2. Technological Advancements: Technological advancements can also significantly impact supply. The introduction of new technologies often leads to increased efficiency and productivity in production processes, lowering costs and increasing supply. For example, advancements in automation can reduce labor costs and improve production efficiency, thereby increasing the quantity of goods supplied to the market.

Two determinants of demand are:

1. Price of the Product: The price of a product is one of the most significant determinants of demand. Usually, as the price of a product decreases, the quantity demanded increases, and vice versa. This relationship is known as the law of demand.

2. Consumer Income: Consumer income also affects the demand for goods and services. Higher consumer income generally leads to increased demand for normal goods (goods for which demand increases as income increases), while demand for inferior goods (goods for which demand decreases as income increases) may decrease as consumer income rises.

Two determinants of supply are:

1. Cost of Production: The cost of producing a good or service directly affects the supply. If the cost of production increases, suppliers may decrease the quantity supplied, as it becomes less profitable. Conversely, a decrease in production costs can lead to an increase in supply.

2. Technological Advances: Technological advances can significantly impact the supply of goods and services. New technologies can reduce production costs, increase efficiency, and enable suppliers to produce more output. As a result, technological advancements tend to increase the supply of goods.

Two determinants of demand are:

1. Price of the Product: The price of a product is the primary factor influencing the quantity demanded. As the price of a product decreases, demand generally increases, and vice versa, assuming all other factors remain constant.

2. Consumer Income: Consumer income also plays a significant role in determining demand. When consumers have higher disposable income, they are more likely to purchase goods and services, leading to an increase in demand. Conversely, if consumer income decreases, demand may also decrease.
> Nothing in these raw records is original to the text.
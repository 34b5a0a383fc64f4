use actix_web::{web, HttpResponse};
use serde::{Deserialize, Serialize};
use utoipa::ToSchema;
use uuid::Uuid;

use super::{blocking, AppState};
use crate::application::mapping_service::DefaultMappingInput;
use crate::domain::mapping::{Bundle, CropRegion, FrameSpec, VariantMapping};
use crate::errors::AppError;

#[derive(Debug, Clone, Serialize, Deserialize, ToSchema)]
pub struct FrameDto {
    pub frame_sku_id: String,
    pub width: f64,
    pub height: f64,
    pub unit: String,
    /// Minor units.
    pub cost: i64,
}

impl From<FrameDto> for FrameSpec {
    fn from(f: FrameDto) -> Self {
        FrameSpec {
            frame_sku_id: f.frame_sku_id,
            width: f.width,
            height: f.height,
            unit: f.unit,
            cost: f.cost,
        }
    }
}

impl From<FrameSpec> for FrameDto {
    fn from(f: FrameSpec) -> Self {
        FrameDto {
            frame_sku_id: f.frame_sku_id,
            width: f.width,
            height: f.height,
            unit: f.unit,
            cost: f.cost,
        }
    }
}

#[derive(Debug, Clone, Copy, Serialize, Deserialize, ToSchema)]
pub struct CropDto {
    pub cx: f64,
    pub cy: f64,
    pub cw: f64,
    pub ch: f64,
}

impl From<CropDto> for CropRegion {
    fn from(c: CropDto) -> Self {
        CropRegion {
            cx: c.cx,
            cy: c.cy,
            cw: c.cw,
            ch: c.ch,
        }
    }
}

#[derive(Debug, Deserialize, ToSchema)]
pub struct DefaultMappingRequest {
    pub product_variant_id: Uuid,
    pub country_code: String,
    pub slot_position: Option<i32>,
    pub frame: FrameDto,
    pub image_id: Option<String>,
    pub crop: Option<CropDto>,
}

#[derive(Debug, Serialize, ToSchema)]
pub struct MappingResponse {
    pub id: Uuid,
    pub product_variant_id: Uuid,
    pub country_code: String,
    pub is_default: bool,
    pub slot_position: Option<i32>,
    pub frame: FrameDto,
    pub image_id: Option<String>,
    pub crop: CropDto,
}

impl From<VariantMapping> for MappingResponse {
    fn from(m: VariantMapping) -> Self {
        MappingResponse {
            id: m.id,
            product_variant_id: m.product_variant_id,
            country_code: m.country_code,
            is_default: m.is_default,
            slot_position: m.slot_position,
            frame: m.frame.into(),
            image_id: m.image_id,
            crop: CropDto {
                cx: m.crop.cx,
                cy: m.crop.cy,
                cw: m.crop.cw,
                ch: m.crop.ch,
            },
        }
    }
}

#[derive(Debug, Deserialize, ToSchema)]
pub struct BundleSlotsRequest {
    pub slots: i32,
}

#[derive(Debug, Serialize, ToSchema)]
pub struct BundleResponse {
    pub id: Uuid,
    pub product_variant_id: Uuid,
    pub slot_positions: Vec<i32>,
}

impl From<Bundle> for BundleResponse {
    fn from(b: Bundle) -> Self {
        BundleResponse {
            id: b.id,
            product_variant_id: b.product_variant_id,
            slot_positions: b.slots.iter().map(|s| s.slot_position).collect(),
        }
    }
}

/// PUT /variant_mappings/default
///
/// Creates or replaces the catalog default for a variant and country,
/// or for one slot of a bundle.
#[utoipa::path(
    put,
    path = "/variant_mappings/default",
    request_body = DefaultMappingRequest,
    responses(
        (status = 200, description = "Default mapping stored", body = MappingResponse),
        (status = 400, description = "Invalid country, crop or slot"),
        (status = 404, description = "Unknown variant or slot"),
    ),
    tag = "mappings"
)]
pub async fn upsert_default_mapping(
    state: web::Data<AppState>,
    body: web::Json<DefaultMappingRequest>,
) -> Result<HttpResponse, AppError> {
    let body = body.into_inner();
    let input = DefaultMappingInput {
        product_variant_id: body.product_variant_id,
        country_code: body.country_code,
        slot_position: body.slot_position,
        frame: body.frame.into(),
        image_id: body.image_id,
        crop: body.crop.map(CropRegion::from),
    };
    let mapping = blocking(move || state.services.mappings.upsert_default(input)).await?;
    Ok(HttpResponse::Ok().json(MappingResponse::from(mapping)))
}

/// PUT /bundles/{variant_id}/slots
#[utoipa::path(
    put,
    path = "/bundles/{variant_id}/slots",
    params(("variant_id" = Uuid, Path, description = "Bundle product variant")),
    request_body = BundleSlotsRequest,
    responses(
        (status = 200, description = "Bundle resized", body = BundleResponse),
        (status = 400, description = "Count below one, or a removed slot is used by orders"),
        (status = 404, description = "Unknown variant"),
    ),
    tag = "mappings"
)]
pub async fn set_bundle_slots(
    state: web::Data<AppState>,
    path: web::Path<Uuid>,
    body: web::Json<BundleSlotsRequest>,
) -> Result<HttpResponse, AppError> {
    let variant_id = path.into_inner();
    let count = body.slots;
    let bundle =
        blocking(move || state.services.mappings.set_bundle_slots(variant_id, count)).await?;
    Ok(HttpResponse::Ok().json(BundleResponse::from(bundle)))
}

#[cfg(test)]
mod tests {
    use actix_web::http::StatusCode;
    use actix_web::{test, App};
    use serde_json::{json, Value};

    use crate::application::testing::Fixture;
    use crate::handlers::configure;
    use crate::handlers::test_support::state;

    fn frame() -> Value {
        json!({
            "frame_sku_id": "FR-30x40-BLK",
            "width": 30.0,
            "height": 40.0,
            "unit": "cm",
            "cost": 1250,
        })
    }

    #[actix_web::test]
    async fn default_mapping_is_upserted_per_country() {
        let fx = Fixture::new();
        let variant = fx.variant("var-poster");
        let app = test::init_service(App::new().app_data(state(&fx)).configure(configure)).await;

        let put = |country: &str| {
            test::TestRequest::put()
                .uri("/variant_mappings/default")
                .set_json(json!({
                    "product_variant_id": variant,
                    "country_code": country,
                    "frame": frame(),
                    "image_id": "img-1",
                    "crop": { "cx": 0.0, "cy": 0.0, "cw": 300.0, "ch": 400.0 }
                }))
                .to_request()
        };

        let first: Value = test::read_body_json(test::call_service(&app, put("us")).await).await;
        assert_eq!(first["country_code"], "US");
        assert_eq!(first["is_default"], true);
        let again: Value = test::read_body_json(test::call_service(&app, put("US")).await).await;
        assert_eq!(first["id"], again["id"]);

        let resp = test::call_service(&app, put("USA")).await;
        assert_eq!(resp.status(), StatusCode::BAD_REQUEST);
    }

    #[actix_web::test]
    async fn bundle_slots_grow_and_shrink() {
        let fx = Fixture::new();
        let variant = fx.variant("var-triptych");
        let app = test::init_service(App::new().app_data(state(&fx)).configure(configure)).await;
        let uri = format!("/bundles/{variant}/slots");
        let slots = |n: i32| {
            test::TestRequest::put()
                .uri(&uri)
                .set_json(json!({ "slots": n }))
                .to_request()
        };

        let resp = test::call_service(&app, slots(3)).await;
        assert_eq!(resp.status(), StatusCode::OK);
        let body: Value = test::read_body_json(resp).await;
        assert_eq!(body["slot_positions"], json!([1, 2, 3]));

        let resp = test::call_service(&app, slots(2)).await;
        let body: Value = test::read_body_json(resp).await;
        assert_eq!(body["slot_positions"], json!([1, 2]));

        let resp = test::call_service(&app, slots(0)).await;
        assert_eq!(resp.status(), StatusCode::BAD_REQUEST);
    }
}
Two determinants of supply are:

1. Cost of Production: The cost of production directly affects the supply of goods and services. When production costs, such as labor, raw materials, or technology, increase, suppliers may reduce the supply of a product to maintain profitability. Conversely, if production costs decrease, suppliers may be able to increase their supply.

2. Technological Advances: Technological advancements can significantly affect the supply of goods and services. Improved technology often leads to increased production efficiency, reducing costs and allowing suppliers to increase supply. Conversely, if technology becomes outdated or less efficient, it may decrease the supply.